Private Equity Gets a Big Win With U.S. Nod to Tap 401(k) Plans – ValueWalk Premium

Private Equity Gets a Big Win With U.S. Nod to Tap 401(k) Plans

Private-equity firms notched a major win in Washington with the Trump administration paving the way for the industry to tap a massive pot of money that has long been off limits: the trillions of dollars held in Americans’ retirement accounts.

Q1 2020 hedge fund letters, conferences and more

The Labor Department issued guidance Wednesday effectively allowing 401(k) plans to invest in buyout firms. The agency said the move will bolster investment options for consumers and let them access an asset class that can provide better earnings than stocks and bonds.

In a statement, Labor Secretary Eugene Scalia said the action “will help Americans saving for retirement gain access to alternative investments that often provide strong returns.”
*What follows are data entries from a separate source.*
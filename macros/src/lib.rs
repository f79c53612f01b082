use proc_macro::TokenStream;
use quote::quote;
use std::collections::{HashMap, HashSet};
use syn::{Attribute, Data, DeriveInput, Fields, Meta, Token, parse_macro_input};

/// Helper enum for parsed attribute values
enum MetaValue {
    Str(syn::LitStr),
    Flag,
}

/// Check if the struct has #[allow(missing_docs)] attribute
fn check_allow_missing_docs(attrs: &[Attribute]) -> bool {
    attrs.iter().any(is_allow_missing_docs)
}

fn is_allow_missing_docs(attr: &Attribute) -> bool {
    attr.path().is_ident("allow")
        && attr
            .parse_args::<syn::Ident>()
            .map(|ident| ident == "missing_docs")
            .unwrap_or(false)
}

/// Defines a configuration record loadable from environment variables
///
/// Every field declares the path token it is reached through:
///
/// * `#[field(env = "TAG", doc = "...")]` - decoded from `PREFIX_..._TAG...`
/// * `#[field(env = "TAG", opaque)]` - addressing it is an unsupported kind error
/// * `#[field(skip)]` - never touched by the loader
///
/// `doc` may be left out when the struct carries `#[allow(missing_docs)]`.
#[proc_macro]
pub fn define_config(input: TokenStream) -> TokenStream {
    let input = parse_macro_input!(input as DeriveInput);

    match generate_config(&input) {
        Ok(tokens) => tokens.into(),
        Err(err) => err.to_compile_error().into(),
    }
}

fn generate_config(input: &DeriveInput) -> syn::Result<proc_macro2::TokenStream> {
    let struct_name = &input.ident;
    let vis = &input.vis;
    let struct_attrs = &input.attrs;

    if !input.generics.params.is_empty() || input.generics.where_clause.is_some() {
        return Err(syn::Error::new_spanned(
            &input.generics,
            "define_config! does not support generic structs",
        ));
    }

    // Check for struct-level attributes
    let allow_missing_docs = check_allow_missing_docs(struct_attrs);

    // Extract fields from the struct
    let fields = match &input.data {
        Data::Struct(data) => match &data.fields {
            Fields::Named(fields) => &fields.named,
            _ => {
                return Err(syn::Error::new_spanned(
                    input,
                    "define_config! only supports structs with named fields",
                ));
            }
        },
        _ => {
            return Err(syn::Error::new_spanned(
                input,
                "define_config! only supports structs",
            ));
        }
    };

    let mut field_defs = Vec::new();
    let mut slot_arms = Vec::new();
    let mut schema_pushes = Vec::new();
    let mut seen_tags = HashSet::new();

    for field in fields {
        let field_name = field
            .ident
            .as_ref()
            .ok_or_else(|| syn::Error::new_spanned(field, "expected a named field"))?;
        let field_vis = &field.vis;
        let field_type = &field.ty;
        let field_attrs = &field.attrs;

        // Parse field configuration from attributes
        let config = parse_field_config(field, allow_missing_docs)?;

        // Extract cfg attributes for feature gating
        let cfg_attrs: Vec<&Attribute> = field_attrs
            .iter()
            .filter(|attr| attr.path().is_ident("cfg"))
            .collect();

        // Everything except our own attribute stays on the field
        let kept_attrs: Vec<&Attribute> = field_attrs
            .iter()
            .filter(|attr| !attr.path().is_ident("field"))
            .collect();

        field_defs.push(quote! {
            #(#kept_attrs)*
            #field_vis #field_name: #field_type
        });

        let (tag, mode) = match config {
            FieldConfig::Skip => continue,
            FieldConfig::Tagged { tag, mode } => (tag, mode),
        };

        if !seen_tags.insert(tag.value()) {
            return Err(syn::Error::new_spanned(
                &tag,
                format!("duplicate env tag \"{}\"", tag.value()),
            ));
        }

        let description = &config_description(&mode);
        match mode {
            FieldMode::Decode(_) => {
                slot_arms.push(quote! {
                    #(#cfg_attrs)*
                    #tag => ::core::option::Option::Some(
                        ::envtree::FieldSlot::Decode(&mut self.#field_name),
                    ),
                });
                schema_pushes.push(quote! {
                    #(#cfg_attrs)*
                    fields.push(::envtree::FieldSchema::new(
                        #tag,
                        #description,
                        <#field_type as ::envtree::EnvDecode>::schema(),
                    ));
                });
            }
            FieldMode::Opaque(_) => {
                slot_arms.push(quote! {
                    #(#cfg_attrs)*
                    #tag => ::core::option::Option::Some(
                        ::envtree::FieldSlot::Opaque(::core::any::type_name::<#field_type>()),
                    ),
                });
                schema_pushes.push(quote! {
                    #(#cfg_attrs)*
                    fields.push(::envtree::FieldSchema::new(
                        #tag,
                        #description,
                        ::envtree::Schema::Opaque(::core::any::type_name::<#field_type>()),
                    ));
                });
            }
        }
    }

    // Filter out our custom attributes (allow(missing_docs)) from struct definition
    let filtered_attrs: Vec<&Attribute> = struct_attrs
        .iter()
        .filter(|attr| !is_allow_missing_docs(attr))
        .collect();

    // Generate the struct definition
    let struct_def = quote! {
        #(#filtered_attrs)*
        #vis struct #struct_name {
            #(#field_defs),*
        }
    };

    // Generate the tag table and decoder entry point
    let record_impl = quote! {
        impl ::envtree::Record for #struct_name {
            fn field(&mut self, tag: &str) -> ::core::option::Option<::envtree::FieldSlot<'_>> {
                match tag {
                    #(#slot_arms)*
                    _ => ::core::option::Option::None,
                }
            }

            fn fields() -> ::std::vec::Vec<::envtree::FieldSchema> {
                #[allow(unused_mut)]
                let mut fields = ::std::vec::Vec::new();
                #(#schema_pushes)*
                fields
            }
        }

        impl ::envtree::EnvDecode for #struct_name {
            fn schema() -> ::envtree::Schema {
                ::envtree::Schema::record::<Self>()
            }

            fn kind() -> ::envtree::Kind {
                ::envtree::Kind::Record
            }

            fn decode(
                &mut self,
                cursor: ::envtree::Cursor<'_>,
            ) -> ::core::result::Result<bool, ::envtree::LoadError> {
                ::envtree::decode_record(self, cursor)
            }
        }
    };

    Ok(quote! {
        #struct_def
        #record_impl
    })
}

enum FieldConfig {
    Skip,
    Tagged { tag: syn::LitStr, mode: FieldMode },
}

enum FieldMode {
    Decode(String),
    Opaque(String),
}

fn config_description(mode: &FieldMode) -> String {
    match mode {
        FieldMode::Decode(description) | FieldMode::Opaque(description) => description.clone(),
    }
}

/// Parse #[field(env = "X", doc = "Y", opaque)] syntax
fn parse_field_list(meta_list: &syn::MetaList) -> syn::Result<HashMap<String, MetaValue>> {
    let mut values = HashMap::new();

    meta_list.parse_nested_meta(|meta| {
        let key = meta
            .path
            .get_ident()
            .ok_or_else(|| meta.error("expected identifier"))?
            .to_string();

        if meta.input.peek(Token![=]) {
            if key != "env" && key != "doc" {
                return Err(meta.error(format!("unknown field option `{}`", key)));
            }
            meta.input.parse::<Token![=]>()?;
            let value: syn::LitStr = meta.input.parse()?;
            values.insert(key, MetaValue::Str(value));
        } else {
            if key != "opaque" && key != "skip" {
                return Err(meta.error(format!("unknown field flag `{}`", key)));
            }
            values.insert(key, MetaValue::Flag);
        }

        Ok(())
    })?;

    Ok(values)
}

fn parse_field_config(field: &syn::Field, allow_missing_docs: bool) -> syn::Result<FieldConfig> {
    // Find the #[field(...)] attribute
    let field_attr = field
        .attrs
        .iter()
        .find(|attr| attr.path().is_ident("field"))
        .ok_or_else(|| {
            syn::Error::new_spanned(
                field,
                "field must have #[field(...)] attribute with env and doc, or #[field(skip)]",
            )
        })?;

    // Parse it as a Meta::List
    let parsed = match &field_attr.meta {
        Meta::List(list) => parse_field_list(list)?,
        _ => {
            return Err(syn::Error::new_spanned(
                field_attr,
                "field attribute must be a list: #[field(env = \"...\", ...)]",
            ));
        }
    };

    if parsed.contains_key("skip") {
        if parsed.len() > 1 {
            return Err(syn::Error::new_spanned(
                field_attr,
                "skip cannot be combined with other field options",
            ));
        }
        return Ok(FieldConfig::Skip);
    }

    // Extract env (required)
    let tag = match parsed.get("env") {
        Some(MetaValue::Str(s)) => s.clone(),
        _ => {
            return Err(syn::Error::new_spanned(
                field_attr,
                "field must have env = \"TAG\"",
            ));
        }
    };
    validate_tag(&tag)?;

    // Extract doc (conditionally required)
    let description = match parsed.get("doc") {
        Some(MetaValue::Str(s)) => s.value().trim().to_string(),
        None if allow_missing_docs => String::new(),
        _ => {
            return Err(syn::Error::new_spanned(
                field_attr,
                "field must have doc = \"description\" (or use #[allow(missing_docs)] on struct)",
            ));
        }
    };

    let mode = if parsed.contains_key("opaque") {
        FieldMode::Opaque(description)
    } else {
        FieldMode::Decode(description)
    };

    Ok(FieldConfig::Tagged { tag, mode })
}

/// Variable names are upper-cased and split on '_' before matching, so
/// any other tag could never be reached.
fn validate_tag(tag: &syn::LitStr) -> syn::Result<()> {
    let value = tag.value();
    if value.is_empty() {
        return Err(syn::Error::new_spanned(tag, "env tag must not be empty"));
    }
    if value.contains('_') {
        return Err(syn::Error::new_spanned(
            tag,
            "env tag must not contain '_', it separates path tokens",
        ));
    }
    if value != value.to_uppercase() {
        return Err(syn::Error::new_spanned(
            tag,
            format!(
                "env tag must be upper-case, variable names are upper-cased before matching (try \"{}\")",
                value.to_uppercase()
            ),
        ));
    }
    Ok(())
}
The announcement is a significant deregulatory decision that private-equity lobbyists have sought for years. The move was blasted by consumer groups, which argue that high-fee private equity firms are inappropriate for unsophisticated investors because the industry locks up clients’ money for years and backs businesses seen as far riskier than plain-vanilla bond funds.

Deregulatory Agenda

Better Markets Chief Executive Officer Dennis Kelleher, whose group has fought the Trump administration’s push to dial back rules, accused Labor of inappropriately using the coronavirus crisis to loosen restrictions on 401(k) investments. Labor’s press release noted that President Donald Trump had issued an executive order directing agencies to “remove barriers” that would stand in the way of the economic recovery from the pandemic.

“The last thing the Department of Labor should be doing is enabling or encouraging retiree money to be diverted from transparent public markets with significant disclosure and investor protections to high-risk, dark private markets with little disclosure and few investor protections,” Kelleher said in a statement. “To use the pandemic as a pretext for this irresponsible action is adding insult to injury.”